Data supplied: Begin
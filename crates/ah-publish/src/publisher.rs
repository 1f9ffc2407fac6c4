//! Publishing Fanout entry point (§4.G): `Publish(ctx, alert, receiver_names)
//! -> PublishReport`. Generalized from the teacher's bounded worker-pool
//! idiom (`fc-router/src/pool.rs`'s `Semaphore`-gated dispatch) onto
//! independent per-unit tasks instead of per-group FIFO queues, since
//! dispatch units here have no inter-unit ordering requirement.

use std::sync::Arc;
use std::time::{Duration, Instant};

use reqwest::Client;
use tokio::sync::Semaphore;
use tokio_util::sync::CancellationToken;
use tracing::warn;

use ah_common::{Alert, AttemptStatus, Classification, PublishingAttempt, RetryPolicy, TargetType};
use ah_pool::CircuitBreakerConfig;
use ah_store::AlertStore;
use ah_targets::TargetRegistry;

use crate::breaker_registry::{unit_key, BreakerRegistry};
use crate::dispatch::{dispatch_unit, DispatchOutcome, SIGNING_SECRET_HEADER};
use crate::report::{PublishReport, UnitOutcome, UnitResult};
use crate::ssrf_guard;

pub struct PublisherConfig {
    pub worker_pool_size: usize,
    pub retry: RetryPolicy,
    pub circuit_breaker: CircuitBreakerConfig,
    pub unit_timeout: Duration,
    pub allow_private_targets: bool,
}

pub struct Publisher {
    client: Client,
    registry: Arc<TargetRegistry>,
    store: Arc<dyn AlertStore>,
    breakers: BreakerRegistry,
    config: PublisherConfig,
}

impl Publisher {
    pub fn new(registry: Arc<TargetRegistry>, store: Arc<dyn AlertStore>, config: PublisherConfig) -> Self {
        Self {
            client: Client::new(),
            registry,
            store,
            breakers: BreakerRegistry::new(config.circuit_breaker),
            config,
        }
    }

    pub async fn publish(
        &self,
        cancel: &CancellationToken,
        alert: &Alert,
        classification: &Classification,
        receiver_names: &[String],
    ) -> PublishReport {
        let mut units: Vec<UnitResult> = Vec::new();
        let mut tasks: Vec<(String, TargetType, usize, ah_common::DispatchConfig)> = Vec::new();

        for name in receiver_names {
            match self.registry.get(name) {
                None => {
                    self.audit_skip(alert, name, "unknown", "unknown_target").await;
                    units.push(UnitResult {
                        receiver_name: name.clone(),
                        target_type: "unknown".to_string(),
                        config_index: 0,
                        outcome: UnitOutcome::Skipped,
                        attempts: 0,
                        last_response_code: None,
                        reason: Some("unknown_target".to_string()),
                    });
                }
                Some(receiver) => {
                    for (target_type, index, dispatch_config) in receiver.dispatch_units() {
                        tasks.push((name.clone(), target_type, index, dispatch_config.clone()));
                    }
                }
            }
        }

        let semaphore = Arc::new(Semaphore::new(self.config.worker_pool_size.max(1)));
        let mut handles = Vec::with_capacity(tasks.len());

        for (receiver_name, target_type, config_index, dispatch_config) in tasks {
            if cancel.is_cancelled() {
                units.push(skipped_cancelled(&receiver_name, target_type, config_index));
                continue;
            }

            let permit = semaphore.clone().acquire_owned().await.expect("semaphore not closed");
            let client = self.client.clone();
            let cancel = cancel.clone();
            let breaker = self.breakers.get_or_create(&unit_key(&receiver_name, config_index));
            let alert = alert.clone();
            let classification = classification.clone();
            let retry_policy = self.config.retry;
            let unit_timeout = self.config.unit_timeout;
            let allow_private = self.config.allow_private_targets;

            let handle = tokio::spawn(async move {
                let _permit = permit;

                if let Err(e) = ssrf_guard::check(&dispatch_config.url, allow_private) {
                    return (
                        receiver_name,
                        target_type,
                        config_index,
                        None,
                        Err(e.to_string()),
                    );
                }

                let signing_secret = dispatch_config
                    .headers
                    .iter()
                    .find(|(k, _)| k.eq_ignore_ascii_case(SIGNING_SECRET_HEADER))
                    .map(|(_, v)| v.clone());

                let start = Instant::now();
                let outcome = dispatch_unit(
                    &client,
                    &cancel,
                    &breaker,
                    target_type,
                    &dispatch_config,
                    &alert,
                    &classification,
                    signing_secret.as_deref(),
                    &retry_policy,
                    unit_timeout,
                )
                .await;

                let health = match breaker.state() {
                    ah_pool::CircuitState::Closed => 1.0,
                    ah_pool::CircuitState::HalfOpen => 0.5,
                    ah_pool::CircuitState::Open => 0.0,
                };
                metrics::gauge!("target_health_status", "target" => receiver_name.clone()).set(health);

                (receiver_name, target_type, config_index, Some((outcome, start.elapsed())), Ok(()))
            });
            handles.push(handle);
        }

        for handle in handles {
            match handle.await {
                Ok((receiver_name, target_type, config_index, Some((outcome, elapsed)), Ok(()))) => {
                    let unit_outcome = if outcome.success {
                        UnitOutcome::Success
                    } else if outcome.reason.as_deref() == Some("breaker_open")
                        || outcome.reason.as_deref() == Some("cancelled")
                    {
                        UnitOutcome::Skipped
                    } else {
                        UnitOutcome::Failed
                    };

                    self.audit_dispatch_outcome(alert, &receiver_name, target_type, unit_outcome, &outcome, elapsed).await;

                    units.push(UnitResult {
                        receiver_name,
                        target_type: target_type_str(target_type).to_string(),
                        config_index,
                        outcome: unit_outcome,
                        attempts: outcome.attempts,
                        last_response_code: outcome.last_response_code,
                        reason: outcome.reason,
                    });
                }
                Ok((receiver_name, target_type, config_index, _, Err(reason))) => {
                    self.audit_skip(alert, &receiver_name, target_type_str(target_type), &reason).await;
                    units.push(UnitResult {
                        receiver_name,
                        target_type: target_type_str(target_type).to_string(),
                        config_index,
                        outcome: UnitOutcome::Skipped,
                        attempts: 0,
                        last_response_code: None,
                        reason: Some(reason),
                    });
                }
                Ok((receiver_name, target_type, config_index, None, _)) => {
                    units.push(skipped_cancelled(&receiver_name, target_type, config_index));
                }
                Err(join_error) => {
                    warn!(error = %join_error, "dispatch task panicked");
                }
            }
        }

        PublishReport { units }
    }

    /// Appends one `PublishingAttempt` row per HTTP try the unit made
    /// (`outcome.attempt_log`), so a unit that retries N times leaves N
    /// rows with distinct `attempt_number`s (§4.G.7). A unit skipped before
    /// any request went out (breaker open, cancelled up front) has an empty
    /// log and falls back to a single row carrying the unit-level outcome.
    async fn audit_dispatch_outcome(
        &self,
        alert: &Alert,
        receiver_name: &str,
        target_type: TargetType,
        unit_outcome: UnitOutcome,
        outcome: &DispatchOutcome,
        elapsed: Duration,
    ) {
        if outcome.attempt_log.is_empty() {
            let status = match unit_outcome {
                UnitOutcome::Success => AttemptStatus::Success,
                UnitOutcome::Failed => AttemptStatus::Failed,
                UnitOutcome::Skipped => AttemptStatus::Skipped,
            };
            self.append_attempt_row(
                alert,
                receiver_name,
                target_type,
                status,
                outcome.attempts,
                outcome.last_response_code,
                outcome.reason.clone(),
                outcome.payload_size,
                elapsed,
            )
            .await;
            return;
        }

        for record in &outcome.attempt_log {
            let status = if record.success { AttemptStatus::Success } else { AttemptStatus::Failed };
            self.append_attempt_row(
                alert,
                receiver_name,
                target_type,
                status,
                record.attempt_number,
                record.response_code,
                record.reason.clone(),
                outcome.payload_size,
                record.elapsed,
            )
            .await;
        }
    }

    #[allow(clippy::too_many_arguments)]
    async fn append_attempt_row(
        &self,
        alert: &Alert,
        receiver_name: &str,
        target_type: TargetType,
        status: AttemptStatus,
        attempt_number: u32,
        response_code: Option<i32>,
        reason: Option<String>,
        payload_size: i64,
        elapsed: Duration,
    ) {
        let status_label = match status {
            AttemptStatus::Success => "success",
            AttemptStatus::Failed => "failed",
            AttemptStatus::Skipped => "skipped",
        };
        metrics::counter!("publishing_attempts_total", "target" => receiver_name.to_string(), "status" => status_label).increment(1);

        let attempt = PublishingAttempt {
            alert_fingerprint: alert.fingerprint.clone(),
            target_name: receiver_name.to_string(),
            target_type: target_type_str(target_type).to_string(),
            status,
            attempt_number,
            response_code,
            response_message: reason.clone(),
            payload_size: Some(payload_size),
            processing_time_seconds: elapsed.as_secs_f64(),
            error_details: reason.map(|r| serde_json::json!({ "reason": r })),
            created_at: chrono::Utc::now(),
        };
        if let Err(e) = self.store.append_publishing_attempt(attempt).await {
            warn!(error = %e, "failed to persist publishing attempt");
        }
    }

    async fn audit_skip(&self, alert: &Alert, receiver_name: &str, target_type: &str, reason: &str) {
        metrics::counter!("publishing_attempts_total", "target" => receiver_name.to_string(), "status" => "skipped").increment(1);
        let attempt = PublishingAttempt::skipped(alert.fingerprint.clone(), receiver_name, target_type, reason);
        if let Err(e) = self.store.append_publishing_attempt(attempt).await {
            warn!(error = %e, "failed to persist skipped publishing attempt");
        }
    }
}

fn target_type_str(t: TargetType) -> &'static str {
    match t {
        TargetType::Webhook => "webhook",
        TargetType::Chat => "chat",
        TargetType::Incident => "incident",
        TargetType::Email => "email",
    }
}

fn skipped_cancelled(receiver_name: &str, target_type: TargetType, config_index: usize) -> UnitResult {
    UnitResult {
        receiver_name: receiver_name.to_string(),
        target_type: target_type_str(target_type).to_string(),
        config_index,
        outcome: UnitOutcome::Skipped,
        attempts: 0,
        last_response_code: None,
        reason: Some("cancelled".to_string()),
    }
}
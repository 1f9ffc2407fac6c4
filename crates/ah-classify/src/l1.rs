//! L1: in-process, concurrent-safe fingerprint -> classification map.

use dashmap::DashMap;

use ah_common::Classification;

pub struct L1Cache {
    entries: DashMap<String, Classification>,
}

impl L1Cache {
    pub fn new() -> Self {
        Self { entries: DashMap::new() }
    }

    pub fn get(&self, fingerprint: &str) -> Option<Classification> {
        self.entries.get(fingerprint).map(|e| e.clone())
    }

    pub fn put(&self, classification: Classification) {
        self.entries.insert(classification.fingerprint.clone(), classification);
    }

    pub fn len(&self) -> usize {
        self.entries.len()
    }

    pub fn is_empty(&self) -> bool {
        self.entries.is_empty()
    }
}

impl Default for L1Cache {
    fn default() -> Self {
        Self::new()
    }
}

#[cfg(test)]
mod tests {
    use super::*;
    use ah_common::{ClassificationSource, Severity};
    use chrono::Utc;

    fn sample(fingerprint: &str) -> Classification {
        Classification {
            fingerprint: fingerprint.to_string(),
            severity: Severity::Warning,
            confidence: 0.6,
            reasoning: "test".to_string(),
            recommendations: vec![],
            processing_time_seconds: 0.0,
            source: ClassificationSource::Cache,
            model: None,
            model_version: None,
            cache_hit: true,
            created_at: Utc::now(),
        }
    }

    #[test]
    fn put_then_get_round_trips() {
        let cache = L1Cache::new();
        assert!(cache.get("fp").is_none());
        cache.put(sample("fp"));
        assert_eq!(cache.get("fp").unwrap().severity, Severity::Warning);
        assert_eq!(cache.len(), 1);
    }
}
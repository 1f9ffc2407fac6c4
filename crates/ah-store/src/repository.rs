//! Alert Store trait (§4.B): idempotent upsert, lookup, filtered listing,
//! retention cleanup, aggregate stats, and the classification / publishing
//! history tables it also owns.

use async_trait::async_trait;

use ah_common::{Alert, Classification, PublishingAttempt};

use crate::error::Result;
use crate::filters::{AlertFilter, AlertStats};

#[async_trait]
pub trait AlertStore: Send + Sync {
    /// Upsert by `alert.fingerprint`. On conflict, preserves `created_at` and
    /// refreshes `updated_at` to now.
    async fn save_alert(&self, alert: Alert) -> Result<Alert>;

    async fn get_alert_by_fingerprint(&self, fingerprint: &str) -> Result<Option<Alert>>;

    /// Ordered `starts_at DESC, fingerprint ASC`. Returns the page plus the
    /// total row count matching the filter (ignoring limit/offset).
    async fn list_alerts(&self, filter: AlertFilter) -> Result<(Vec<Alert>, i64)>;

    /// Fails with `StoreError::NotFound` if no row has this fingerprint.
    async fn update_alert(&self, alert: Alert) -> Result<Alert>;

    /// `idempotent = true` makes a missing fingerprint a no-op instead of
    /// `StoreError::NotFound`.
    async fn delete_alert(&self, fingerprint: &str, idempotent: bool) -> Result<()>;

    async fn get_alert_stats(&self) -> Result<AlertStats>;

    /// Deletes alerts with `starts_at < now - retention_days` and cascades
    /// to their classifications and publishing history. Returns the count
    /// of alert rows removed.
    async fn cleanup_old_alerts(&self, retention_days: i64) -> Result<u64>;

    async fn save_classification(&self, classification: Classification) -> Result<Classification>;

    async fn get_classification(&self, fingerprint: &str) -> Result<Option<Classification>>;

    async fn append_publishing_attempt(&self, attempt: PublishingAttempt) -> Result<()>;

    /// Ordered newest first.
    async fn get_publishing_history(&self, fingerprint: &str) -> Result<Vec<PublishingAttempt>>;
}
Data supplied: End
▶ _Brief_
Please return all lines above in which the string "ClassificationSource" is found.

▶ _Your response_
    use ah_common::{ClassificationSource, Severity};
            source: ClassificationSource::Cache,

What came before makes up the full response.